Excerpts from a dataset
━━━━

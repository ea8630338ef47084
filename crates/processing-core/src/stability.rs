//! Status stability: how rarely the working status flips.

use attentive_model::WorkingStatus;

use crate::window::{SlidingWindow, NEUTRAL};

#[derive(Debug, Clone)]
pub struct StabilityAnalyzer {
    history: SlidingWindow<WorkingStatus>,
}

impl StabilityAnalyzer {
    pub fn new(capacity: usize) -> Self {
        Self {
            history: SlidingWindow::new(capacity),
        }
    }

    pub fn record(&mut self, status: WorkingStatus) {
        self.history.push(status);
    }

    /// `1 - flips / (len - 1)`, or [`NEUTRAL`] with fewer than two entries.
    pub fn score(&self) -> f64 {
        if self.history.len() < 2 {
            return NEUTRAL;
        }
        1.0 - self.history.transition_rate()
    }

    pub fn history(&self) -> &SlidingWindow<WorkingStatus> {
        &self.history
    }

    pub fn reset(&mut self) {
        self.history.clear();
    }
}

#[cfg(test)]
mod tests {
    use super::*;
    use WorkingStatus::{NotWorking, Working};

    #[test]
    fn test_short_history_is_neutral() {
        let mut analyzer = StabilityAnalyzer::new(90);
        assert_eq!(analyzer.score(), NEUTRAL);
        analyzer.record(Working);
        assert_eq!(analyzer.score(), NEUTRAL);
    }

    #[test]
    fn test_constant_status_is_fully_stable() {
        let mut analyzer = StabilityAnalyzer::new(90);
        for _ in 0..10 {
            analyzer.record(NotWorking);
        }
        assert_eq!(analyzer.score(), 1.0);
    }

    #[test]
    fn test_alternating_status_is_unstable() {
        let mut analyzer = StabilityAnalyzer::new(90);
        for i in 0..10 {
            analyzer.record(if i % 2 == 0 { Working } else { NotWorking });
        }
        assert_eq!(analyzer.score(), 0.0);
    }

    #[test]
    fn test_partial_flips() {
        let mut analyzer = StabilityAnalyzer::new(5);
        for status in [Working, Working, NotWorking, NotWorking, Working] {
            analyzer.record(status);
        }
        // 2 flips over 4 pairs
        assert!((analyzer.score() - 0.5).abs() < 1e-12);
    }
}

━━━━

- [Work instructions]:
Repeat word for word from the line holding "analyzer.record(status);" down to the last line above, including both.

- [Response to the task]:
            analyzer.record(status);
        }
        // 2 flips over 4 pairs
        assert!((analyzer.score() - 0.5).abs() < 1e-12);
    }
}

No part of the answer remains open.